These images were shared here in hindsight, on 25 May 2019.

A Brief History Of Me

[the following was originally posted to AvAngel.com in 2001; a copy is archived here]

Like an autobiography, only without about 99% of it being here…

Babyhood

I was born unexpectedly on 8th January 1981, in Inverness. Actually; that’s not correct. I’m pretty sure that my birth was pretty much certain for almost nine months prior to that time; not least by my dear mother who was forced to carry me without a break for the entirety of the time between my conception and my departing her body… and, in fact, for some time afterwards. What I mean to say is – conceiving me was, as I’m told, a bit of a surprise to my parents, who’d been happily married for years beforehand, and had had no luck in trying for a baby until that point. The hospital in which I was born has since been replaced with a car park, which is, I suppose, a better use for it in a society in which home births are becoming increasingly common at not quite the same rate that the motor-vehicle-driving population grows. As policy of the hospital in which I was born, I was given my tuberculosis booster there and then, which far later turned out to be a mixed blessing when it saved me immeasurable torture at the hands of the school nurse – and lost me a lot of friends for the day, as everybody I knew went around clutching at the plasters on their arms, jealously – fourteen years later. This also means that, unlike most British people my age, I don’t have a small raised bump on my left shoulder. I may sound like I’m hanging more weight on this than it warrants, but when you’re in the third year at high school and you’re told that everybody you know needs to be stabbed with a particularly nasty germ which will probably make a marginally disfiguring mark on their upper arm for the rest of their life, except you, it turns out to be a pretty major concept.

Pre-School Childhood

As an only child for most of my younger years, I learned to be independent and adventurous, exploring the world around me as soon as I could crawl (not strictly true – according to my mother, before I learned to crawl forwards, I was only able to crawl backwards, which restricted me somewhat when I reached a corner of the room, until somebody turned me around to head back across it again). I spent the majority of my pre-school years living in a house on a slope in Talisman Drive, Aberdeen, in Scotland, where an excessive amount of my time seems to have been occupied, my fragmented memories of the time remind me, building Stickle Brick walls, practising the much-fabled technique of kicking a football down the garden with both feet and not-falling-over, and hiding in bushes. It’s worth noting that while to this day I haven’t perfected kicking a football, I can now build Stickle Brick walls in record time and my ability to make myself unseen in foliage is almost unsurpassed. Most mornings, or so it would seem, would see me eating cornflakes on the front doorstep of our house, with my father, and watching The Cranes. The Cranes were a mysterious and distant landmark – three tall towers of metal (two yellow, one blue) which shifted girders most mornings, constructing some fascinating building which my dad and I would frequently ponder the meaning of (many years later, revisiting Aberdeen, I’ve discovered that they were making a swimming baths, which is nice, because as far as I recall, the town didn’t have one before then).

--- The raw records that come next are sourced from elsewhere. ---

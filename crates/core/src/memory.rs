//! Memory retriever trait: the narrow contract to long-term memory.
//!
//! The reasoning loop consults memory exactly twice per run: once before
//! the first backend call, to inject relevant context into the opening
//! system message, and once after termination, to record the outcome.

use async_trait::async_trait;
use chrono::{DateTime, Utc};
use serde::{Deserialize, Serialize};
use crate::error::MemoryError;

/// A past run that resembles the current task.
#[derive(Debug, Clone, Serialize, Deserialize)]
pub struct SimilarRun {
    pub task: String,
    pub outcome: String,
    pub success: bool,
    /// Relevance score (higher = more similar)
    #[serde(default)]
    pub score: f32,
}

/// Context retrieved for a task.
#[derive(Debug, Clone, Default, Serialize, Deserialize)]
pub struct RetrievedContext {
    #[serde(default)]
    pub similar_runs: Vec<SimilarRun>,
    /// Things to avoid, learned from failures.
    #[serde(default)]
    pub lessons: Vec<String>,
    /// Approaches that worked before.
    #[serde(default)]
    pub strategies: Vec<String>,
}

impl RetrievedContext {
    pub fn is_empty(&self) -> bool {
        self.similar_runs.is_empty() && self.lessons.is_empty() && self.strategies.is_empty()
    }

    /// Render as a section appended to the system prompt.
    pub fn render(&self) -> String {
        if self.is_empty() {
            return String::new();
        }

        let mut ctx = String::from("\n\n## Relevant Experience\n");
        if !self.similar_runs.is_empty() {
            ctx.push_str("Similar past tasks:\n");
            for run in &self.similar_runs {
                let mark = if run.success { "succeeded" } else { "failed" };
                ctx.push_str(&format!("- {} ({mark}): {}\n", run.task, run.outcome));
            }
        }
        if !self.lessons.is_empty() {
            ctx.push_str("Lessons:\n");
            for lesson in &self.lessons {
                ctx.push_str(&format!("- {lesson}\n"));
            }
        }
        if !self.strategies.is_empty() {
            ctx.push_str("Strategies that worked:\n");
            for strategy in &self.strategies {
                ctx.push_str(&format!("- {strategy}\n"));
            }
        }
        ctx
    }
}

/// The outcome of one run, as handed to memory after termination.
#[derive(Debug, Clone, Serialize, Deserialize)]
pub struct RunRecord {
    pub task: String,
    /// Actions taken, in order (e.g. `file(read)`).
    pub actions: Vec<String>,
    pub outcome: String,
    pub success: bool,
    /// Free-form run context (protocol, iterations, stop reason, …)
    #[serde(default)]
    pub context: serde_json::Map<String, serde_json::Value>,
    pub recorded_at: DateTime<Utc>,
}

/// Long-term memory as seen from the reasoning loop.
#[async_trait]
pub trait MemoryRetriever: Send + Sync {
    /// The backend name (e.g., "in_memory", "none").
    fn name(&self) -> &str;

    async fn retrieve(&self, task: &str, max_results: usize) -> std::result::Result<RetrievedContext, MemoryError>;

    /// Store a finished run; returns a short summary of what was learned.
    async fn record(&self, record: RunRecord) -> std::result::Result<String, MemoryError>;
}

At this time, we had four tom cats: three black ones – Binky, Little Son, and Mowgli – and one tabby one – the aptly named Horror, who flatly refused to drink from a bowl of water if there was any way on Earth that he could persuade a human to turn a tap on for him to lap from. Mowgli was a free spirit, going wherever he chose, whenever he chose. He was very attached to the neighbourhood and, when we moved to Preston in 1985, we did the only nice thing to do in the circumstances and let him move in with a neighbour of ours and stay in Scotland, while we moved away. Binky was slow and a little dim: even more so as he grew old, living to the ripe age of 15, if my memory serves me correctly. Little Son was an affectionate cat, always ready to climb aboard some willing human’s knee to be petted, and he would follow people’s heels incessantly, leading to many occasions in which he got his tail stuck in closing doors, and similar.

Primary School

I first started primary school in Aberdeen, in the class of a Mr McGinty. I remember little of this school – save for the day that we all drew round each other on large sheets of paper, and then coloured them in appropriately, creating a ‘life size’ picture of ourselves. I only attended this for a few weeks before we moved house, to Preston, in Lancashire – I remember the move as a very exciting time: looking at houses for sale, where I would run off and explore all their little nooks and crannies while my parents would discuss things which were somehow more important with the current owners. After many gruellingly long (remember, I was four – “Are we nearly there yet?” barely cuts it close when you’re travelling 340 miles in the back of a car, several times, and can’t see out the front because you’re too short) trips, we settled on a lovely property in a cul-de-sac in Holme Slack, Preston. I remember it being my favourite of all the houses we’d visited, not least because it had not only a front and back door, but also a third one at the side. While my parents sat in the living room and talked with the Valentine family – the current occupiers – I ran in and out of the house, finding breaks in the conversation to challenge people to guess which door I’d come into the building through this time!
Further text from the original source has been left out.